Phytanic acid attenuates insulin-like growth factor-1 activity via nitric oxide-mediated γ-secretase activation in rat aortic smooth muscle cells: possible implications for pathogenesis of infantile Refsum disease.

Abstract

Infantile Refsum disease (IRD), a peroxisomal disease with defective phytanic acid oxidation, causes neurological impairment and development delay. Insulin-like growth factor-1 (IGF-1) regulates child development and to understand molecular mechanism(s) of IRD, we examined the effect of phytanic acid (PA) on IGF-1 activity.

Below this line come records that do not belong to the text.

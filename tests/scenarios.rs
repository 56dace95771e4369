//! End-to-end scenarios on reference circuits

use gatesim::circuit::generators::{basic, sequential};
use gatesim::circuit::{Circuit, CustomGateDefinition, Gate, GateKind, PinDescriptor};
use gatesim::error::ErrorKind;
use gatesim::service::{ClockCycleContext, EvaluationService, ServiceConfig};
use gatesim::sim::{evaluate_delayed, evaluate_immediate, CircuitEvaluator, FixedTime};

#[test]
fn test_half_adder() {
    let res = evaluate_immediate(&basic::half_adder(true, false), 0);
    assert!(res.errors.is_empty());
    assert_eq!(res.circuit.output_of("SUM"), Some(true));
    assert_eq!(res.circuit.output_of("CARRY"), Some(false));

    let res = evaluate_immediate(&basic::half_adder(true, true), 0);
    assert_eq!(res.circuit.output_of("SUM"), Some(false));
    assert_eq!(res.circuit.output_of("CARRY"), Some(true));
    assert_eq!(res.circuit.output_of("S"), Some(false));
    assert_eq!(res.circuit.output_of("C"), Some(true));
}

#[test]
fn test_decoder() {
    for (a, b) in [(false, false), (true, false), (false, true), (true, true)] {
        let res = evaluate_immediate(&basic::decoder_2to4(a, b), 0);
        let selected = a as usize + 2 * b as usize;
        for i in 0..4 {
            assert_eq!(
                res.circuit.output_of(&format!("Y{i}")),
                Some(i == selected),
                "A={a} B={b} Y{i}"
            );
        }
    }
}

#[test]
fn test_sr_latch_hold() {
    let res = evaluate_immediate(&sequential::sr_latch(true, false), 0);
    assert_eq!(res.circuit.output_of("L"), Some(true));
    assert_eq!(res.circuit.output_of("Q"), Some(true));
    assert_eq!(res.circuit.output_of("QN"), Some(false));

    let mut c = res.circuit;
    c.set_input("S", false);
    for _ in 0..3 {
        let res = evaluate_immediate(&c, 0);
        assert_eq!(res.circuit.output_of("Q"), Some(true));
        c = res.circuit;
    }
    assert_eq!(c.gate("L").unwrap().metadata.q_output, Some(true));
}

#[test]
fn test_sr_latch_forbidden() {
    let mut c = sequential::sr_latch(true, false);
    c = evaluate_immediate(&c, 0).circuit;
    c.set_input("R", true);
    let res = evaluate_immediate(&c, 0);
    assert_eq!(res.circuit.output_of("L"), Some(true));
    assert_eq!(res.warnings.len(), 1);
    assert_eq!(res.warnings[0].gate_id.as_ref().unwrap().as_str(), "L");
}

#[test]
fn test_clocked_flip_flop() {
    // D held high, clock at 1Hz: the flip-flop captures on the first rising edge
    let mut c = Circuit::new();
    let d = c.add(Gate::input("D", true));
    let clk = c.add(Gate::clock("CLK", 1.0));
    let ff = c.add(Gate::new("FF", GateKind::DFlipFlop));
    c.connect(&d, 0, &ff, 0);
    c.connect(&clk, 0, &ff, 1);

    let evaluator = CircuitEvaluator::new();
    c = evaluator.evaluate_immediate(&c, 0).circuit;
    assert_eq!(c.output_of("FF"), Some(false));
    c = evaluator.evaluate_immediate(&c, 1000).circuit;
    assert_eq!(c.output_of("CLK"), Some(true));
    assert_eq!(c.output_of("FF"), Some(true));
    let meta = &c.gate("FF").unwrap().metadata;
    assert_eq!(meta.previous_clock_state, Some(true));
    assert_eq!(meta.q_output, Some(true));
    assert!(c.wires.iter().all(|w| w.is_active));
}

#[test]
fn test_latch_after_inverter() {
    // One pass settles a latch fed through combinational logic
    let mut c = Circuit::new();
    let a = c.add(Gate::input("A", false));
    let r = c.add(Gate::input("R", false));
    let n = c.add(Gate::new("N", GateKind::Not));
    let l = c.add(Gate::new("L", GateKind::SrLatch));
    c.connect(&a, 0, &n, 0);
    c.connect(&n, 0, &l, 0);
    c.connect(&r, 0, &l, 1);

    let first = evaluate_immediate(&c, 0);
    assert_eq!(first.circuit.output_of("N"), Some(true));
    assert_eq!(first.circuit.output_of("L"), Some(true));
    let second = evaluate_immediate(&first.circuit, 0);
    assert_eq!(second.circuit, first.circuit);
}

#[test]
fn test_ring_oscillator() {
    let mut c = sequential::ring_oscillator(3);
    let res = evaluate_immediate(&c, 0);
    assert_eq!(res.errors.len(), 1);
    assert_eq!(res.errors[0].kind(), ErrorKind::CircularDependency);

    let mut seen = Vec::new();
    for _ in 0..10 {
        let res = evaluate_delayed(&c, 0);
        assert_eq!(res.has_changes, Some(true));
        c = res.circuit;
        seen.push(c.output_of("N0").unwrap());
    }
    assert!(seen.contains(&true));
    assert!(seen.contains(&false));
}

#[test]
fn test_determinism() {
    let evaluator = CircuitEvaluator::new();
    let c = sequential::toggle_flip_flop(4.0);
    let first = evaluator.evaluate_immediate(&c, 1000).circuit;
    let a = evaluator.evaluate_immediate(&first, 1000);
    let b = evaluator.evaluate_immediate(&first, 1000);
    assert_eq!(a, b);
    let json = a.circuit.to_json().unwrap();
    assert_eq!(Circuit::from_json(&json).unwrap(), a.circuit);
}

#[test]
fn test_clock_over_time() {
    let evaluator = CircuitEvaluator::new();
    let mut c = Circuit::new();
    c.add(Gate::clock("CLK", 2.0));
    let mut levels = Vec::new();
    for t in [0, 100, 250, 400, 500, 750, 1000] {
        c = evaluator.evaluate_immediate(&c, t).circuit;
        levels.push(c.output_of("CLK").unwrap());
    }
    // Level changes every 500ms, starting low at the first evaluation
    assert_eq!(levels, vec![false, false, false, false, true, true, false]);
    assert_eq!(c.gate("CLK").unwrap().metadata.start_time, Some(0));
}

fn half_adder_definition() -> CustomGateDefinition {
    let inner = basic::half_adder(false, false);
    CustomGateDefinition::from_circuit(
        "Half adder",
        vec![PinDescriptor::bound("A", "A"), PinDescriptor::bound("B", "B")],
        vec![
            PinDescriptor::bound("Sum", "S"),
            PinDescriptor::bound("Carry", "C"),
        ],
        inner,
    )
}

#[test]
fn test_custom_half_adder() {
    for (a, b) in [(false, false), (false, true), (true, false), (true, true)] {
        let flat = evaluate_immediate(&basic::half_adder(a, b), 0).circuit;

        let mut c = Circuit::new();
        let ia = c.add(Gate::input("a", a));
        let ib = c.add(Gate::input("b", b));
        let ha = c.add(Gate::custom("ha", half_adder_definition()));
        let sum = c.add(Gate::new("sum", GateKind::Output));
        let carry = c.add(Gate::new("carry", GateKind::Output));
        c.connect(&ia, 0, &ha, 0);
        c.connect(&ib, 0, &ha, 1);
        c.connect(&ha, 0, &sum, 0);
        c.connect(&ha, 1, &carry, 0);

        let res = evaluate_immediate(&c, 0);
        assert!(res.errors.is_empty());
        assert!(res.warnings.is_empty());
        assert_eq!(res.circuit.output_of("sum"), flat.output_of("S"));
        assert_eq!(res.circuit.output_of("carry"), flat.output_of("C"));
    }
}

#[test]
fn test_custom_from_json() {
    let doc = r#"{
        "gates": [
            {"id": "a", "type": "INPUT", "position": {"x": 0, "y": 0}, "inputs": [], "outputs": ["1"]},
            {"id": "b", "type": "INPUT", "position": {"x": 0, "y": 50}, "inputs": [], "outputs": [true]},
            {"id": "t", "type": "CUSTOM", "position": {"x": 100, "y": 0}, "inputs": [false, false], "outputs": [false],
             "metadata": {"customGate": {
                "name": "AND from table",
                "inputs": [{"name": "X"}, {"name": "Y"}],
                "outputs": [{"name": "Z"}],
                "truthTable": {"11": "1"}
             }}}
        ],
        "wires": [
            {"id": "w1", "from": {"gateId": "a", "pinIndex": 0}, "to": {"gateId": "t", "pinIndex": 0}},
            {"id": "w2", "from": {"gateId": "b", "pinIndex": -1}, "to": {"gateId": "t", "pinIndex": 1}, "isActive": false}
        ]
    }"#;
    let c = Circuit::from_json(doc).unwrap();
    let res = evaluate_immediate(&c, 0);
    assert!(res.errors.is_empty());
    assert_eq!(res.circuit.output_of("t"), Some(true));
    assert!(res.circuit.wires.iter().all(|w| w.is_active));
}

#[test]
fn test_service_counter() {
    // Two toggle flip-flops, the second clocked by the inverted output of the first
    let mut c = sequential::toggle_flip_flop(1.0);
    let ff = c.add(Gate::new("FF2", GateKind::DFlipFlop));
    let inv = c.add(Gate::new("INV2", GateKind::Not));
    c.connect(&ff, 0, &inv, 0);
    c.connect(&inv, 0, &ff, 0);
    c.connect(&"INV".into(), 0, &ff, 1);

    let mut service = EvaluationService::with_time(ServiceConfig::default(), FixedTime(0));
    let ctx = ClockCycleContext::new("CLK");
    let mut counts = Vec::new();
    for _ in 0..4 {
        c = service.execute_clock_cycle(&c, &ctx).unwrap().circuit;
        let bit0 = c.output_of("FF").unwrap() as u8;
        let bit1 = c.output_of("FF2").unwrap() as u8;
        counts.push(bit0 + 2 * bit1);
    }
    // The second flip-flop toggles on each falling edge of the first one
    for w in counts.windows(2) {
        assert_eq!(w[1], (w[0] + 1) % 4);
    }
    assert_eq!(service.stats().calls, 4);
}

Bromodeoxyuridine (BrdU) incorporation was measured in rat aortic smooth muscle cell (SMC) cultures following treatment with fetal bovine serum (FBS), basic fibroblast growth factor (bFGF), platelet-derived growth factor (PDGF) or IGF-1 in the absence or presence of PA. Gene expression and protein contents of IGF-1 receptor (IGF-1R) and PDGF receptor (PDGFR) were examined using quantitative PCR and western blotting. PA inhibited mitogenic activities of FBS, PDGF and IGF-1 with more pronounced effect on IGF-1-induced bromodeoxyuridine (BrdU) incorporation. Palmitic acid or lignoceric acids did not inhibit IGF-1 activity. PA had no effect on PDGFR mRNA/protein levels but markedly increased IGF-1R mRNA levels. PA and nitric oxide (NO) markedly decreased IGF-1R protein. L-NAME, a NO synthase inhibitor and DAPT, a γ-secretase inhibitor, alleviated PA-induced decrease in IGF-1R protein. Both PA and NO donor increased γ-secretase activity which was alleviated by L-NAME. This study demonstrates that PA attenuates IGF-1 activity possibly through IGF-1R impairment and NO-mediated modulation of γ-secretase activity.